Search the material for the string "CaptionSegment", then show every line where it turns up.
-- DATA follows --
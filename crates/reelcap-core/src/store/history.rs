//! Edit History
//!
//! Linear undo/redo over full-timeline snapshots. The history holds an
//! ordered sequence of snapshots plus a cursor; committing a new snapshot
//! truncates any previously-undone future, so there is no branching.
//!
//! Invariant: after every committed operation the cursor points at the
//! snapshot equal to the live timeline. Undo and redo only move the cursor
//! and hand back the snapshot it lands on; they never mutate the sequence.

use serde::{Deserialize, Serialize};

use crate::captions::CaptionSegment;
use crate::SegmentId;

// =============================================================================
// Snapshot
// =============================================================================

/// An immutable point-in-time copy of the caption timeline plus selection
#[derive(Clone, Debug, PartialEq, Serialize, Deserialize, Default)]
#[serde(rename_all = "camelCase")]
pub struct Snapshot {
    pub captions: Vec<CaptionSegment>,
    pub selected_segment_id: Option<SegmentId>,
}

impl Snapshot {
    /// The empty-timeline snapshot history starts from
    pub fn empty() -> Self {
        Self::default()
    }
}

// =============================================================================
// History
// =============================================================================

/// Undo/redo stack of timeline snapshots
#[derive(Clone, Debug)]
pub struct History {
    snapshots: Vec<Snapshot>,
    cursor: usize,
}

impl History {
    pub fn new() -> Self {
        Self {
            snapshots: vec![Snapshot::empty()],
            cursor: 0,
        }
    }

    /// Commits a snapshot of the given state
    ///
    /// Discards any previously-undone future history, appends, and advances
    /// the cursor to the new end.
    pub fn snapshot(&mut self, captions: &[CaptionSegment], selected: Option<&SegmentId>) {
        self.snapshots.truncate(self.cursor + 1);
        self.snapshots.push(Snapshot {
            captions: captions.to_vec(),
            selected_segment_id: selected.cloned(),
        });
        self.cursor = self.snapshots.len() - 1;
    }

    /// Steps back one snapshot, returning the state to restore
    pub fn undo(&mut self) -> Option<&Snapshot> {
        if self.cursor == 0 {
            return None;
        }
        self.cursor -= 1;
        Some(&self.snapshots[self.cursor])
    }

    /// Steps forward one snapshot, returning the state to restore
    pub fn redo(&mut self) -> Option<&Snapshot> {
        if self.cursor + 1 >= self.snapshots.len() {
            return None;
        }
        self.cursor += 1;
        Some(&self.snapshots[self.cursor])
    }

    pub fn can_undo(&self) -> bool {
        self.cursor > 0
    }

    pub fn can_redo(&self) -> bool {
        self.cursor + 1 < self.snapshots.len()
    }

    /// Number of stored snapshots (the initial empty one included)
    pub fn snapshot_count(&self) -> usize {
        self.snapshots.len()
    }

    pub fn cursor(&self) -> usize {
        self.cursor
    }
}

impl Default for History {
    fn default() -> Self {
        Self::new()
    }
}

// =============================================================================
// Tests
// =============================================================================

#[cfg(test)]
mod tests {
    use super::*;

    fn segment(id: &str, start_ms: i64) -> CaptionSegment {
        CaptionSegment::new(id, start_ms, start_ms + 1000, id)
    }

    #[test]
    fn test_initial_state() {
        let history = History::new();
        assert_eq!(history.snapshot_count(), 1);
        assert_eq!(history.cursor(), 0);
        assert!(!history.can_undo());
        assert!(!history.can_redo());
    }

    #[test]
    fn test_undo_redo_round_trip() {
        let mut history = History::new();

        // snapshot A (load) then snapshot B (edit)
        let a = vec![segment("segment-0", 0)];
        history.snapshot(&a, None);
        let b = vec![segment("segment-0", 0), segment("segment-1", 2000)];
        let selected = "segment-1".to_string();
        history.snapshot(&b, Some(&selected));

        let restored = history.undo().unwrap();
        assert_eq!(restored.captions, a);
        assert_eq!(restored.selected_segment_id, None);

        let restored = history.redo().unwrap();
        assert_eq!(restored.captions, b);
        assert_eq!(restored.selected_segment_id, Some(selected));
    }

    #[test]
    fn test_undo_to_initial_empty_snapshot() {
        let mut history = History::new();
        history.snapshot(&[segment("segment-0", 0)], None);

        let restored = history.undo().unwrap();
        assert!(restored.captions.is_empty());
        assert!(history.undo().is_none());
    }

    #[test]
    fn test_redo_without_undo() {
        let mut history = History::new();
        history.snapshot(&[segment("segment-0", 0)], None);
        assert!(history.redo().is_none());
    }

    #[test]
    fn test_snapshot_truncates_future() {
        let mut history = History::new();
        history.snapshot(&[segment("a", 0)], None);
        history.snapshot(&[segment("b", 0)], None);
        history.undo();

        // Committing from a rewound cursor discards the undone branch.
        history.snapshot(&[segment("c", 0)], None);

        assert_eq!(history.snapshot_count(), 3);
        assert!(!history.can_redo());
        let restored = history.undo().unwrap();
        assert_eq!(restored.captions[0].id, "a");
    }

    #[test]
    fn test_snapshots_are_deep_copies() {
        let mut history = History::new();
        let mut live = vec![segment("segment-0", 0)];
        history.snapshot(&live, None);

        // Mutating the live timeline must not change the stored snapshot.
        live[0].text = "changed".to_string();

        history.undo();
        let restored = history.redo().unwrap();
        assert_eq!(restored.captions[0].text, "segment-0");
    }
}
//! Transcript Ingestion Adapter
//!
//! Converts a raw transcription result (segments of words with start/end
//! times, already in milliseconds) into the engine's canonical caption
//! timeline. The transcription service itself is an external collaborator;
//! this module only validates and reshapes its output.

use serde::{Deserialize, Serialize};

use super::models::{CaptionSegment, CaptionStyle, Word};
use crate::{EngineError, EngineResult, Size2D, TimeMs};

// =============================================================================
// Font Size Defaults
// =============================================================================

/// Default font size for portrait (mobile/vertical) framing
pub const FONT_SIZE_VERTICAL: u32 = 36;

/// Default font size for landscape framing
pub const FONT_SIZE_HORIZONTAL: u32 = 48;

// =============================================================================
// Transcription Wire Types
// =============================================================================

/// A transcribed word as delivered by the transcription service
#[derive(Clone, Debug, PartialEq, Eq, Serialize, Deserialize)]
pub struct TranscriptionWord {
    pub word: String,
    /// Start time in milliseconds
    pub start: TimeMs,
    /// End time in milliseconds
    pub end: TimeMs,
}

/// A transcribed segment as delivered by the transcription service
#[derive(Clone, Debug, PartialEq, Eq, Serialize, Deserialize)]
pub struct TranscriptionSegment {
    /// Start time in milliseconds
    pub start: TimeMs,
    /// End time in milliseconds
    pub end: TimeMs,
    /// Segment text
    pub text: String,
    /// Word-level timestamps, when the service provides them
    #[serde(default, skip_serializing_if = "Option::is_none")]
    pub words: Option<Vec<TranscriptionWord>>,
}

/// A full transcription result
#[derive(Clone, Debug, PartialEq, Eq, Serialize, Deserialize)]
pub struct TranscriptionResult {
    pub segments: Vec<TranscriptionSegment>,
}

// =============================================================================
// Ingestion
// =============================================================================

/// Returns the default caption style for the given video frame dimensions
pub fn default_style_for(frame: Size2D) -> CaptionStyle {
    let font_size = if frame.is_vertical() {
        FONT_SIZE_VERTICAL
    } else {
        FONT_SIZE_HORIZONTAL
    };
    CaptionStyle {
        font_size,
        ..CaptionStyle::default()
    }
}

/// Converts a transcription result into a caption timeline
///
/// Segment `i` receives the ingestion id `segment-{i}`, times are copied
/// verbatim, words map 1:1 (empty when absent), and every segment gets the
/// frame-dependent default style. Malformed timing fails fast with a
/// validation error rather than producing a corrupt timeline.
pub fn ingest(
    result: &TranscriptionResult,
    frame: Size2D,
) -> EngineResult<Vec<CaptionSegment>> {
    let style = default_style_for(frame);

    let mut segments = Vec::with_capacity(result.segments.len());
    for (i, source) in result.segments.iter().enumerate() {
        validate_segment(i, source)?;

        let words = source
            .words
            .as_deref()
            .unwrap_or_default()
            .iter()
            .map(|w| Word::new(&w.word, w.start, w.end))
            .collect();

        segments.push(CaptionSegment {
            id: format!("segment-{}", i),
            origin: None,
            start_ms: source.start,
            end_ms: source.end,
            text: source.text.clone(),
            words,
            style: style.clone(),
        });
    }

    Ok(segments)
}

fn validate_segment(index: usize, segment: &TranscriptionSegment) -> EngineResult<()> {
    if segment.start < 0 || segment.end < 0 {
        return Err(EngineError::ValidationError(format!(
            "Transcription segment {} has negative timestamps ({}~{} ms)",
            index, segment.start, segment.end
        )));
    }
    if segment.end < segment.start {
        return Err(EngineError::ValidationError(format!(
            "Transcription segment {} ends before it starts ({}~{} ms)",
            index, segment.start, segment.end
        )));
    }
    for (wi, word) in segment.words.as_deref().unwrap_or_default().iter().enumerate() {
        if word.end < word.start || word.start < 0 {
            return Err(EngineError::ValidationError(format!(
                "Word {} of transcription segment {} has invalid timing ({}~{} ms)",
                wi, index, word.start, word.end
            )));
        }
    }
    Ok(())
}

// =============================================================================
// Tests
// =============================================================================

#[cfg(test)]
mod tests {
    use super::*;

    fn sample_result() -> TranscriptionResult {
        TranscriptionResult {
            segments: vec![
                TranscriptionSegment {
                    start: 0,
                    end: 1200,
                    text: "Hello world".to_string(),
                    words: Some(vec![
                        TranscriptionWord {
                            word: "Hello".to_string(),
                            start: 0,
                            end: 500,
                        },
                        TranscriptionWord {
                            word: "world".to_string(),
                            start: 500,
                            end: 1200,
                        },
                    ]),
                },
                TranscriptionSegment {
                    start: 1500,
                    end: 2400,
                    text: "No timings here".to_string(),
                    words: None,
                },
            ],
        }
    }

    #[test]
    fn test_ingest_assigns_sequential_ids() {
        let timeline = ingest(&sample_result(), Size2D::default()).unwrap();
        assert_eq!(timeline.len(), 2);
        assert_eq!(timeline[0].id, "segment-0");
        assert_eq!(timeline[1].id, "segment-1");
        assert!(timeline.iter().all(|s| s.origin.is_none()));
    }

    #[test]
    fn test_ingest_maps_words() {
        let timeline = ingest(&sample_result(), Size2D::default()).unwrap();
        assert_eq!(timeline[0].words.len(), 2);
        assert_eq!(timeline[0].words[0].text, "Hello");
        assert_eq!(timeline[0].words[1].start_ms, 500);
        assert!(timeline[1].words.is_empty());
    }

    #[test]
    fn test_ingest_copies_times_verbatim() {
        let timeline = ingest(&sample_result(), Size2D::default()).unwrap();
        assert_eq!(timeline[1].start_ms, 1500);
        assert_eq!(timeline[1].end_ms, 2400);
    }

    #[test]
    fn test_ingest_font_size_by_aspect() {
        let horizontal = ingest(&sample_result(), Size2D::new(1920, 1080)).unwrap();
        assert_eq!(horizontal[0].style.font_size, FONT_SIZE_HORIZONTAL);

        let vertical = ingest(&sample_result(), Size2D::new(1080, 1920)).unwrap();
        assert_eq!(vertical[0].style.font_size, FONT_SIZE_VERTICAL);

        // height/width exactly 1.5 stays horizontal
        let square_ish = ingest(&sample_result(), Size2D::new(1000, 1500)).unwrap();
        assert_eq!(square_ish[0].style.font_size, FONT_SIZE_HORIZONTAL);
    }

    #[test]
    fn test_ingest_rejects_inverted_segment_times() {
        let result = TranscriptionResult {
            segments: vec![TranscriptionSegment {
                start: 2000,
                end: 1000,
                text: "bad".to_string(),
                words: None,
            }],
        };
        let err = ingest(&result, Size2D::default()).unwrap_err();
        assert!(matches!(err, EngineError::ValidationError(_)));
    }

    #[test]
    fn test_ingest_rejects_bad_word_times() {
        let result = TranscriptionResult {
            segments: vec![TranscriptionSegment {
                start: 0,
                end: 1000,
                text: "bad".to_string(),
                words: Some(vec![TranscriptionWord {
                    word: "bad".to_string(),
                    start: 900,
                    end: 100,
                }]),
            }],
        };
        assert!(ingest(&result, Size2D::default()).is_err());
    }

    #[test]
    fn test_wire_format_field_names() {
        let json = r#"{
            "segments": [
                {"start": 0, "end": 900, "text": "hi there",
                 "words": [{"word": "hi", "start": 0, "end": 300},
                           {"word": "there", "start": 300, "end": 900}]}
            ]
        }"#;
        let result: TranscriptionResult = serde_json::from_str(json).unwrap();
        assert_eq!(result.segments[0].words.as_ref().unwrap()[0].word, "hi");
    }
}
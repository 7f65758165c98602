//! Reelcap Core Engine
//!
//! Caption timeline editing engine: owns the in-memory caption data, keeps
//! word-level timing consistent as segments are split, edited, re-wrapped, or
//! deleted, supports snapshot-based undo/redo, tracks destructive edits for
//! downstream media cutting, and keeps the active segment synchronized with
//! playback.
//!
//! The engine is a pure data/algorithm layer: no decoding, no rendering, no
//! I/O. Video playback, transcription, and export pipelines are external
//! collaborators that hand timelines in and take timelines out.

pub mod captions;
pub mod store;

// Re-export common types
mod types;
pub use types::*;

mod error;
pub use error::*;
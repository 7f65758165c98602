//! Caption System Module
//!
//! Provides the caption data model and the pure transformations over it:
//! - Caption data models (Word, CaptionSegment, CaptionStyle)
//! - Transcript ingestion (transcription result → caption timeline)
//! - Line wrapping (re-segmentation under char/word constraints)
//! - SRT parsing and export
//!
//! # Example Usage
//!
//! ```rust,ignore
//! use reelcap_core::captions::{ingest, rewrap, export_srt, WrapSettings};
//! use reelcap_core::Size2D;
//!
//! // Turn a transcription result into an on-screen caption timeline
//! let timeline = ingest(&transcription, Size2D::new(1920, 1080))?;
//! let timeline = rewrap(&timeline, &WrapSettings::default())?;
//!
//! // Export for interchange
//! let srt = export_srt(&timeline);
//! ```

mod formats;
mod models;
mod transcript;
mod wrap;

// Re-export models
pub use models::{
    sort_by_start, CaptionSegment, CaptionStyle, RenderMode, StylePatch, TextAlignment,
    TextTransform, VerticalPosition, Word,
};

// Re-export ingestion
pub use transcript::{
    default_style_for, ingest, TranscriptionResult, TranscriptionSegment, TranscriptionWord,
    FONT_SIZE_HORIZONTAL, FONT_SIZE_VERTICAL,
};

// Re-export wrapping
pub use wrap::{rewrap, WrapSettings, MIN_CHARS_PER_LINE};

// Re-export format functions
pub use formats::{export_srt, parse_srt, ParseError};
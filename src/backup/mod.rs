mod logic;
pub(crate) mod naming;
pub(crate) mod retention;
pub(crate) mod snapshot;

use anyhow::Result;
use chrono::Local;
use std::fmt;

use crate::catalog::PgCatalog;
use crate::config::AppConfig;
use crate::utils::setting;

pub use logic::{BackupOrchestrator, RunReport};

/// Whether DDL is executed or only logged.
#[derive(Debug, Clone, Copy, PartialEq, Eq, Default)]
pub enum RunMode {
    #[default]
    DryRun,
    RealRun,
}

impl RunMode {
    pub fn from_flag(run: bool) -> Self {
        if run { RunMode::RealRun } else { RunMode::DryRun }
    }

    pub fn is_dry_run(self) -> bool {
        self == RunMode::DryRun
    }
}

impl fmt::Display for RunMode {
    fn fmt(&self, f: &mut fmt::Formatter<'_>) -> fmt::Result {
        match self {
            RunMode::DryRun => write!(f, "dry-run"),
            RunMode::RealRun => write!(f, "real-run"),
        }
    }
}

/// Outcome of one pass over the catalog.
///
/// `candidates` is identical between dry-run and real-run; `completed` and
/// `failed` are only filled in real-run.
#[derive(Debug, Clone, Default, PartialEq, Eq)]
pub struct PassReport {
    pub candidates: Vec<String>,
    /// Tables dropped, or backup tables created.
    pub completed: Vec<String>,
    /// Table name and cause for each soft failure.
    pub failed: Vec<(String, String)>,
}

impl PassReport {
    fn new(candidates: Vec<String>) -> Self {
        Self {
            candidates,
            ..Default::default()
        }
    }
}

/// Public entry point for the backup process.
///
/// Opens the connection, runs both passes for today's date, and closes the
/// connection whether or not the run succeeded.
pub async fn run_backup_flow(app_config: &AppConfig, mode: RunMode) -> Result<RunReport> {
    let pool = setting::connect(
        &app_config.postgres.connection_url()?,
        &app_config.postgres.display_target(),
    )
    .await?;

    let orchestrator = BackupOrchestrator::new(
        PgCatalog::new(&pool),
        app_config.backup.prefix.clone(),
        app_config.backup.retention_days,
        mode,
    );
    let result = orchestrator.run(Local::now().date_naive()).await;

    pool.close().await;
    tracing::debug!("Connection closed");

    Ok(result?)
}
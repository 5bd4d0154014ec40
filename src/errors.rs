use thiserror::Error;

/// Phase of a backup run, used to label hard failures.
#[derive(Debug, Clone, Copy, PartialEq, Eq)]
pub enum Phase {
    Retention,
    Snapshot,
}

impl std::fmt::Display for Phase {
    fn fmt(&self, f: &mut std::fmt::Formatter<'_>) -> std::fmt::Result {
        match self {
            Phase::Retention => write!(f, "retention sweep"),
            Phase::Snapshot => write!(f, "snapshot pass"),
        }
    }
}

#[derive(Error, Debug)]
pub enum AppError {
    #[error("Configuration error: {0}")]
    Config(String),

    #[error("Invalid identifier {name:?}: {reason}")]
    InvalidIdentifier { name: String, reason: &'static str },

    /// Listing the catalog failed; aborts the whole run.
    #[error("Catalog enumeration failed during {phase}")]
    Catalog {
        phase: Phase,
        #[source]
        source: sqlx::Error,
    },

    #[error("Database error: {0}")]
    Sqlx(#[from] sqlx::Error),
}

pub type Result<T> = std::result::Result<T, AppError>;
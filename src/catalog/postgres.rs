// autobackup/src/catalog/postgres.rs
use sqlx::PgPool;

use super::{like_prefix_pattern, Catalog, Selection};

const BACKUPS_QUERY: &str = r#"
    SELECT table_name::text
    FROM information_schema.tables
    WHERE table_schema = 'public'
      AND table_name LIKE $1 ESCAPE '\'
    ORDER BY table_name
"#;

const SOURCES_QUERY: &str = r#"
    SELECT table_name::text
    FROM information_schema.tables
    WHERE table_schema = 'public'
      AND table_name NOT LIKE $1 ESCAPE '\'
    ORDER BY table_name
"#;

/// Catalog of the `public` schema, borrowed from a pool owned by the caller.
pub struct PgCatalog<'a> {
    pool: &'a PgPool,
}

impl<'a> PgCatalog<'a> {
    pub fn new(pool: &'a PgPool) -> Self {
        Self { pool }
    }
}

impl Catalog for PgCatalog<'_> {
    async fn list_tables(
        &self,
        prefix: &str,
        selection: Selection,
    ) -> Result<Vec<String>, sqlx::Error> {
        let query = match selection {
            Selection::Backups => BACKUPS_QUERY,
            Selection::Sources => SOURCES_QUERY,
        };

        let mut names: Vec<String> = sqlx::query_scalar(query)
            .bind(like_prefix_pattern(prefix))
            .fetch_all(self.pool)
            .await?;
        // LIKE follows the column collation; the split itself is byte-wise.
        names.retain(|name| selection.matches(prefix, name));

        tracing::debug!(?selection, count = names.len(), "Listed catalog tables");
        Ok(names)
    }

    async fn execute(&self, statement: &str) -> Result<(), sqlx::Error> {
        tracing::debug!(%statement, "Executing");
        sqlx::query(statement).execute(self.pool).await?;
        Ok(())
    }
}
-- DATA concluded --
### RESULT OF THE EXERCISE
use crate::captions::CaptionSegment;
    pub captions: Vec<CaptionSegment>,
    pub fn snapshot(&mut self, captions: &[CaptionSegment], selected: Option<&SegmentId>) {
    fn segment(id: &str, start_ms: i64) -> CaptionSegment {
        CaptionSegment::new(id, start_ms, start_ms + 1000, id)
use super::models::{CaptionSegment, CaptionStyle, Word};
) -> EngineResult<Vec<CaptionSegment>> {
        segments.push(CaptionSegment {
//! - Caption data models (Word, CaptionSegment, CaptionStyle)
    sort_by_start, CaptionSegment, CaptionStyle, RenderMode, StylePatch, TextAlignment,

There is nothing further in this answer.